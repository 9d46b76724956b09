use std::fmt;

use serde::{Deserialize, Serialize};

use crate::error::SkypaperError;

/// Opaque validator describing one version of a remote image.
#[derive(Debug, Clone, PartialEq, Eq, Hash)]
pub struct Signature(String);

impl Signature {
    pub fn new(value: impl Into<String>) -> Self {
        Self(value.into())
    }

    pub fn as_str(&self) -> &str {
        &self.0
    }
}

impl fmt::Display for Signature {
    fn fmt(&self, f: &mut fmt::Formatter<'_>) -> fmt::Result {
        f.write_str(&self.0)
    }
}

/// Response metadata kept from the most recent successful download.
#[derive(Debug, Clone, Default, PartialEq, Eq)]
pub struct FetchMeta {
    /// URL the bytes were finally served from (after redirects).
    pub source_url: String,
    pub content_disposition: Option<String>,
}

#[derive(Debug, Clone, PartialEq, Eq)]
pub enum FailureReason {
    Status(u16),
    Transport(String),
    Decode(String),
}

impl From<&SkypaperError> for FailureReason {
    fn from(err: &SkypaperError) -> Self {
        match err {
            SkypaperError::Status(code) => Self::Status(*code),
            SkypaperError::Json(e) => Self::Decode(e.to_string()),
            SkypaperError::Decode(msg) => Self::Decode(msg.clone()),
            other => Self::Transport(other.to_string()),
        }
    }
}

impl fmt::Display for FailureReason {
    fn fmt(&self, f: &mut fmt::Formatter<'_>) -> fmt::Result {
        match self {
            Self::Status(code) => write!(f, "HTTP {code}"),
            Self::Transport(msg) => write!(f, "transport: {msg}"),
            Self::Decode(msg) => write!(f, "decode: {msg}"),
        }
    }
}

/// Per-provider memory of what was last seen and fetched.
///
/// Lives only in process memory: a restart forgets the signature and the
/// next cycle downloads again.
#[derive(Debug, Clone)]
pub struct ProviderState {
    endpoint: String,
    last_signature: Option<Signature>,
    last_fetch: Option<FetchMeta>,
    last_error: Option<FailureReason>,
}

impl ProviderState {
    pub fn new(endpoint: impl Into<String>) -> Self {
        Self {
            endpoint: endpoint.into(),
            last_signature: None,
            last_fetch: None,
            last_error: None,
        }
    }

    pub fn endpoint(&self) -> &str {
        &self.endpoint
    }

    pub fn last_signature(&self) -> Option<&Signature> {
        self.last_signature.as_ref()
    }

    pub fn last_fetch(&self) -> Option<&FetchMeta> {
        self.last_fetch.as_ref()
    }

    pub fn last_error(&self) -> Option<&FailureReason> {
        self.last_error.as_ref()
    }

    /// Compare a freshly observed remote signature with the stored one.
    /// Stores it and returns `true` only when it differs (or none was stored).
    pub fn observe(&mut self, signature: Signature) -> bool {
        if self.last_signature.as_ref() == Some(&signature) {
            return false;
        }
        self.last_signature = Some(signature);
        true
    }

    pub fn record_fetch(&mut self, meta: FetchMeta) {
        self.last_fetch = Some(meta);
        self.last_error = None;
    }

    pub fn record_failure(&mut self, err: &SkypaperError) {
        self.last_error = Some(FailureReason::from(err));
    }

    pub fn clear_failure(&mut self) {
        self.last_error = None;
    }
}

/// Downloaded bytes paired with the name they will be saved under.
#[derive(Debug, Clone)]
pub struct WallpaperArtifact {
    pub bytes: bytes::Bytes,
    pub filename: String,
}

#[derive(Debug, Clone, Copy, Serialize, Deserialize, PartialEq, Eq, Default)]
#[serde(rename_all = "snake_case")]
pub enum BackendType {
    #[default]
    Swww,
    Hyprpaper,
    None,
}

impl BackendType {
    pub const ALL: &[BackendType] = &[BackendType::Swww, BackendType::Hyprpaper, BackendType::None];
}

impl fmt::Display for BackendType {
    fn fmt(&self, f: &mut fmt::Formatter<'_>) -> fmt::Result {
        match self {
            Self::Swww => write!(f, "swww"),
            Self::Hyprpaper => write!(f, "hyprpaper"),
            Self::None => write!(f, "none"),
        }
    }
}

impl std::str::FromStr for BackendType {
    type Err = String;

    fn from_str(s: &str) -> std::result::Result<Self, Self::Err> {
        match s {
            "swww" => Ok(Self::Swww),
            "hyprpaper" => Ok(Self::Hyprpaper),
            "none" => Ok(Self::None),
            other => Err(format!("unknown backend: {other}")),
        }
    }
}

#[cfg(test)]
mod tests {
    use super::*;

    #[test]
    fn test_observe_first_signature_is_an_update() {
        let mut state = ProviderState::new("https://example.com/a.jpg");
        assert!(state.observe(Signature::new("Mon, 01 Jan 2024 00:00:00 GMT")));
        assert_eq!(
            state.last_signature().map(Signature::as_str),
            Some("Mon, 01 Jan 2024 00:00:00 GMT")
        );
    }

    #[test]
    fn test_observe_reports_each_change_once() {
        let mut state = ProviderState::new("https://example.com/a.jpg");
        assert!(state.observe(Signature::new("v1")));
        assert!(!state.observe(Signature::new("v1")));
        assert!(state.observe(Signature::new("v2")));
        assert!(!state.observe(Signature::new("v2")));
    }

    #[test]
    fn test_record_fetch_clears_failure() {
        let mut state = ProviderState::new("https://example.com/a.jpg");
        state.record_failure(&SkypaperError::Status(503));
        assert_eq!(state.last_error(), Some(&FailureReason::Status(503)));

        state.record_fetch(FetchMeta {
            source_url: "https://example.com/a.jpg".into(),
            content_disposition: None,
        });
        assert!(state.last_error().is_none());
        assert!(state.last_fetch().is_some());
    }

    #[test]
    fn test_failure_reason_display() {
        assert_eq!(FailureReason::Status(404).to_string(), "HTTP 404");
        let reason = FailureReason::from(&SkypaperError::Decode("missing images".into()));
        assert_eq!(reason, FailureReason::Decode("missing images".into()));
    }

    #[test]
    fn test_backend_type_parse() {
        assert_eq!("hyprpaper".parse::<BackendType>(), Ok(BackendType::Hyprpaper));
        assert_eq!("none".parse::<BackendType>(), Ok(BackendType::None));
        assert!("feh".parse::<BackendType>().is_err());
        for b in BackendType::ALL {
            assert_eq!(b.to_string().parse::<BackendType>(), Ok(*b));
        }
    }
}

####################

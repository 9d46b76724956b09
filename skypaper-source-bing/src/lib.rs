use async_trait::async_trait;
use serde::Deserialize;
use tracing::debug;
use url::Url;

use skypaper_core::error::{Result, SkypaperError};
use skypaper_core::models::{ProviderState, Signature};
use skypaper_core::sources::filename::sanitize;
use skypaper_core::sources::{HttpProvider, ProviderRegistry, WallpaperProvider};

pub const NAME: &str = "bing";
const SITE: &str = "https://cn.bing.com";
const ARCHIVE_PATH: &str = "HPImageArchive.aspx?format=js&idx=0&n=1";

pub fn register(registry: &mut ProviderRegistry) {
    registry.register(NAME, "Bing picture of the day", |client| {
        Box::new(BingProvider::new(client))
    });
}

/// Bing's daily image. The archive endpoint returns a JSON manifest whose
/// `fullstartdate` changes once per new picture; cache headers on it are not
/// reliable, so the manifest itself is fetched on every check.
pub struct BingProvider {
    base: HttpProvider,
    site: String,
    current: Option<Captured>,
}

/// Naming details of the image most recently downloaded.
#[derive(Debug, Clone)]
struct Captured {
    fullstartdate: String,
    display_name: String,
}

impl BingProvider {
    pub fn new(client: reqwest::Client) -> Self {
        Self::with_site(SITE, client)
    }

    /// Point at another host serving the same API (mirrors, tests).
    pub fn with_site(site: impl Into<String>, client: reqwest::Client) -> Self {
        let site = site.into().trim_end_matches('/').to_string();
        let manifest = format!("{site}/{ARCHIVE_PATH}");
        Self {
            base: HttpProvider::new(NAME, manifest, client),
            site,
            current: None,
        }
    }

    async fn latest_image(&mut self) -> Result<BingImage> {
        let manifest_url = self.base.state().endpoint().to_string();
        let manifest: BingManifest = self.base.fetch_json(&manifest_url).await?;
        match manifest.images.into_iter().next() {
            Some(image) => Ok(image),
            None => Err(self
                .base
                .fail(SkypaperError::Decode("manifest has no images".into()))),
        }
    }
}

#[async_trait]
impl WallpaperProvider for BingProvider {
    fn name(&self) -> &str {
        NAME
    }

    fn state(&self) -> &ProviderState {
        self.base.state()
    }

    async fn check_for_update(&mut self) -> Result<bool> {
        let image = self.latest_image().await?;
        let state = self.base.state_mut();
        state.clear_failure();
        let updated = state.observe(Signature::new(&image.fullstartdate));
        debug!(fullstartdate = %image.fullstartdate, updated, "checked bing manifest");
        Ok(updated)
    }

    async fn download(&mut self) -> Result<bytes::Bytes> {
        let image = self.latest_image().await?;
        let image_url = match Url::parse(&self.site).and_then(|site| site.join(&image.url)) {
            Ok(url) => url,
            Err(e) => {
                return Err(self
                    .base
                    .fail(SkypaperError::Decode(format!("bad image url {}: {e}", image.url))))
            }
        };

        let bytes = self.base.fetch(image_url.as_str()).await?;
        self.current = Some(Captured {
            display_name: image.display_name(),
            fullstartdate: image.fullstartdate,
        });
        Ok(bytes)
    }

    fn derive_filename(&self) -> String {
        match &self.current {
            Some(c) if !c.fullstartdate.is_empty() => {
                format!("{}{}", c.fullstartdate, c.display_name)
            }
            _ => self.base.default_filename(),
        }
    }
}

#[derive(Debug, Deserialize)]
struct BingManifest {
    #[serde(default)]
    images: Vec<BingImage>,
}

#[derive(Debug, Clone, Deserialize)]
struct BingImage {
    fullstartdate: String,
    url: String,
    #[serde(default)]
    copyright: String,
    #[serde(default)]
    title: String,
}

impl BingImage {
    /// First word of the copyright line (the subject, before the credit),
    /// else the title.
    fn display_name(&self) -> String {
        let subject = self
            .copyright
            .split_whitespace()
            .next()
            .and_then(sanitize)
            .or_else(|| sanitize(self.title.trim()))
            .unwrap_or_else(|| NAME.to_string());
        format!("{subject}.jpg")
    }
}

####################

» Your assignment: Taking the records above, retype every line from the one with "let manifest: BingManifest" down to the one with "#[async_trait]", exactly and with nothing else.

» Response box:
        let manifest: BingManifest = self.base.fetch_json(&manifest_url).await?;
        match manifest.images.into_iter().next() {
            Some(image) => Ok(image),
            None => Err(self
                .base
                .fail(SkypaperError::Decode("manifest has no images".into()))),
        }
    }
}

#[async_trait]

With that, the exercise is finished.